Oligomerization of RNAIII-Inhibiting Peptide Inhibits Adherence and Biofilm Formation of Methicillin-Resistant Staphylococcus aureus In Vitro and In Vivo.

Biofilm formation enhances bacterial resistance and complicates treatment. Therefore, an innovative strategy is urgently needed for the treatment of Staphylococcus aureus biofilm infectious diseases. RNAIII-inhibiting peptide (RIP), as a quorum-sensing inhibitor, inhibits S. aureus biofilm formation. However, RIP possesses poor antibiofilm activity when used alone or at a low dose in vivo. The activity and stability of RIP can be enhanced by designing its derivatives through amino acid substitution, terminal modification, or oligomerization. Among the derivatives, 16P-AC significantly decreased the biofilm formation and adherence of methicillin-resistant S. aureus (MRSA) on polystyrene material by inhibiting the expression level of four biofilm formation-related genes in vitro.
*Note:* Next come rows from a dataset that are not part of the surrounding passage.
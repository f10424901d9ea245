//! Pin runtime state exchanged with the dashboard page.

use core::fmt;

use embedded_hal::digital::StatefulOutputPin;
use heapless::Vec;
use serde::{Deserialize, Serialize};

/// Logic level as carried by the pin API.
#[derive(Debug, Clone, Copy, PartialEq, Eq, Serialize, Deserialize)]
#[serde(rename_all = "UPPERCASE")]
pub enum PinLevel {
    High,
    Low,
}

impl From<bool> for PinLevel {
    fn from(high: bool) -> Self {
        if high { PinLevel::High } else { PinLevel::Low }
    }
}

/// What the page may do with a pin.
#[derive(Debug, Clone, Copy, PartialEq, Eq, Serialize)]
#[serde(rename_all = "snake_case")]
pub enum PinCapability {
    /// Output driven from the dashboard.
    GpioWrite,
}

/// One entry of the `GET /api/pins` response.
#[derive(Debug, Clone, Copy, PartialEq, Eq, Serialize)]
pub struct PinStatus<'a> {
    pub pin: u8,
    pub state: PinLevel,
    #[serde(rename = "type")]
    pub capability: PinCapability,
    #[serde(skip_serializing_if = "Option::is_none")]
    pub alias: Option<&'a str>,
}

/// `GET /api/pins` response body.
#[derive(Debug, Serialize)]
pub struct PinsResponse<'a> {
    pub pins: &'a [PinStatus<'a>],
}

/// `POST /api/pin-control` request body.
#[derive(Debug, Clone, Copy, PartialEq, Eq, Deserialize)]
pub struct PinControlRequest {
    pub pin: u8,
    pub value: PinLevel,
}

#[derive(Debug, Clone, Copy, PartialEq, Eq)]
pub enum PinBankError {
    /// The pin is not part of the bank.
    UnknownPin(u8),
    /// All slots are taken.
    Full,
    /// The driver rejected the operation.
    Driver,
}

impl fmt::Display for PinBankError {
    fn fmt(&self, f: &mut fmt::Formatter<'_>) -> fmt::Result {
        match self {
            PinBankError::UnknownPin(pin) => write!(f, "pin {} is not controllable", pin),
            PinBankError::Full => write!(f, "pin bank is full"),
            PinBankError::Driver => write!(f, "pin driver error"),
        }
    }
}

struct ControlledPin<P> {
    number: u8,
    alias: &'static str,
    output: P,
}

/// Set of output pins the dashboard may drive.
pub struct PinBank<P, const N: usize> {
    pins: Vec<ControlledPin<P>, N>,
}

impl<P: StatefulOutputPin, const N: usize> Default for PinBank<P, N> {
    fn default() -> Self {
        Self::new()
    }
}

impl<P: StatefulOutputPin, const N: usize> PinBank<P, N> {
    pub const fn new() -> Self {
        Self { pins: Vec::new() }
    }

    /// Register an output pin under its GPIO number.
    pub fn add(&mut self, number: u8, alias: &'static str, output: P) -> Result<(), PinBankError> {
        self.pins
            .push(ControlledPin {
                number,
                alias,
                output,
            })
            .map_err(|_| PinBankError::Full)
    }

    /// Drive a pin to the requested level.
    pub fn set(&mut self, number: u8, level: PinLevel) -> Result<(), PinBankError> {
        let pin = self
            .pins
            .iter_mut()
            .find(|pin| pin.number == number)
            .ok_or(PinBankError::UnknownPin(number))?;
        let result = match level {
            PinLevel::High => pin.output.set_high(),
            PinLevel::Low => pin.output.set_low(),
        };
        result.map_err(|_| PinBankError::Driver)?;
        log::info!("pins: gpio {} ({}) set {:?}", number, pin.alias, level);
        Ok(())
    }

    /// Current level of a pin.
    pub fn level(&mut self, number: u8) -> Result<PinLevel, PinBankError> {
        let pin = self
            .pins
            .iter_mut()
            .find(|pin| pin.number == number)
            .ok_or(PinBankError::UnknownPin(number))?;
        pin.output
            .is_set_high()
            .map(PinLevel::from)
            .map_err(|_| PinBankError::Driver)
    }

    /// Snapshot of every pin for the API.
    ///
    /// Pins whose level cannot be read are left out.
    pub fn statuses(&mut self) -> Vec<PinStatus<'static>, N> {
        let mut statuses = Vec::new();
        for pin in &mut self.pins {
            let Ok(high) = pin.output.is_set_high() else {
                continue;
            };
            // Capacities match, the push cannot fail.
            let _ = statuses.push(PinStatus {
                pin: pin.number,
                state: PinLevel::from(high),
                capability: PinCapability::GpioWrite,
                alias: Some(pin.alias),
            });
        }
        statuses
    }
}

#[cfg(test)]
mod tests {
    use core::convert::Infallible;

    use embedded_hal::digital::{ErrorType, OutputPin};

    use super::*;

    #[derive(Default)]
    struct FakePin {
        high: bool,
    }

    impl ErrorType for FakePin {
        type Error = Infallible;
    }

    impl OutputPin for FakePin {
        fn set_low(&mut self) -> Result<(), Self::Error> {
            self.high = false;
            Ok(())
        }

        fn set_high(&mut self) -> Result<(), Self::Error> {
            self.high = true;
            Ok(())
        }
    }

    impl StatefulOutputPin for FakePin {
        fn is_set_high(&mut self) -> Result<bool, Self::Error> {
            Ok(self.high)
        }

        fn is_set_low(&mut self) -> Result<bool, Self::Error> {
            Ok(!self.high)
        }
    }

    fn bank() -> PinBank<FakePin, 2> {
        let mut bank = PinBank::new();
        bank.add(2, "LED", FakePin::default()).unwrap();
        bank.add(4, "Relay", FakePin::default()).unwrap();
        bank
    }

    #[test]
    fn rejects_pins_beyond_capacity() {
        let mut bank = bank();
        assert_eq!(
            bank.add(5, "Extra", FakePin::default()),
            Err(PinBankError::Full)
        );
        assert_eq!(bank.statuses().len(), 2);
    }

    #[test]
    fn set_changes_level() {
        let mut bank = bank();
        bank.set(4, PinLevel::High).unwrap();
        assert_eq!(bank.level(4), Ok(PinLevel::High));
        assert_eq!(bank.level(2), Ok(PinLevel::Low));

        bank.set(4, PinLevel::Low).unwrap();
        assert_eq!(bank.level(4), Ok(PinLevel::Low));
    }

    #[test]
    fn unknown_pin_is_rejected() {
        let mut bank = bank();
        assert_eq!(
            bank.set(13, PinLevel::High),
            Err(PinBankError::UnknownPin(13))
        );
        assert_eq!(bank.level(13), Err(PinBankError::UnknownPin(13)));
    }

    #[test]
    fn statuses_are_writable_pins_in_order() {
        let mut bank = bank();
        bank.set(2, PinLevel::High).unwrap();

        let statuses = bank.statuses();
        assert_eq!(statuses.len(), 2);
        assert_eq!(statuses[0].pin, 2);
        assert_eq!(statuses[0].state, PinLevel::High);
        assert_eq!(statuses[0].alias, Some("LED"));
        assert_eq!(statuses[1].pin, 4);
        assert_eq!(statuses[1].state, PinLevel::Low);
        assert!(
            statuses
                .iter()
                .all(|status| status.capability == PinCapability::GpioWrite)
        );
    }

    #[test]
    fn serializes_pins_response() {
        let statuses = [
            PinStatus {
                pin: 2,
                state: PinLevel::Low,
                capability: PinCapability::GpioWrite,
                alias: Some("LED"),
            },
            PinStatus {
                pin: 4,
                state: PinLevel::High,
                capability: PinCapability::GpioWrite,
                alias: None,
            },
        ];
        let mut buf = [0u8; 256];
        let n = serde_json_core::to_slice(&PinsResponse { pins: &statuses }, &mut buf).unwrap();
        assert_eq!(
            core::str::from_utf8(&buf[..n]).unwrap(),
            r#"{"pins":[{"pin":2,"state":"LOW","type":"gpio_write","alias":"LED"},{"pin":4,"state":"HIGH","type":"gpio_write"}]}"#
        );
    }

    #[test]
    fn parses_pin_control_request() {
        let (request, _) =
            serde_json_core::from_str::<PinControlRequest>(r#"{"pin": 2, "value": "HIGH"}"#)
                .unwrap();
        assert_eq!(
            request,
            PinControlRequest {
                pin: 2,
                value: PinLevel::High
            }
        );
        assert!(
            serde_json_core::from_str::<PinControlRequest>(r#"{"pin": 2, "value": "ON"}"#)
                .is_err()
        );
    }
}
Moreover, 16P-AC showed excellent protective effects by decreasing the bacterial titers in the urine, kidney, stent, and bladder, as well as by inhibiting intercellular adhesion on the implanted stent, in a rat urinary tract infection model induced by MRSA. This derivative also exhibited a relatively good stability in rat plasma. Therefore, 16P-AC is a potential drug candidate to treat biofilm-associated infections caused by MRSA. The present modification strategy is feasible to improve the metabolic stability and activity of RIP in vivo.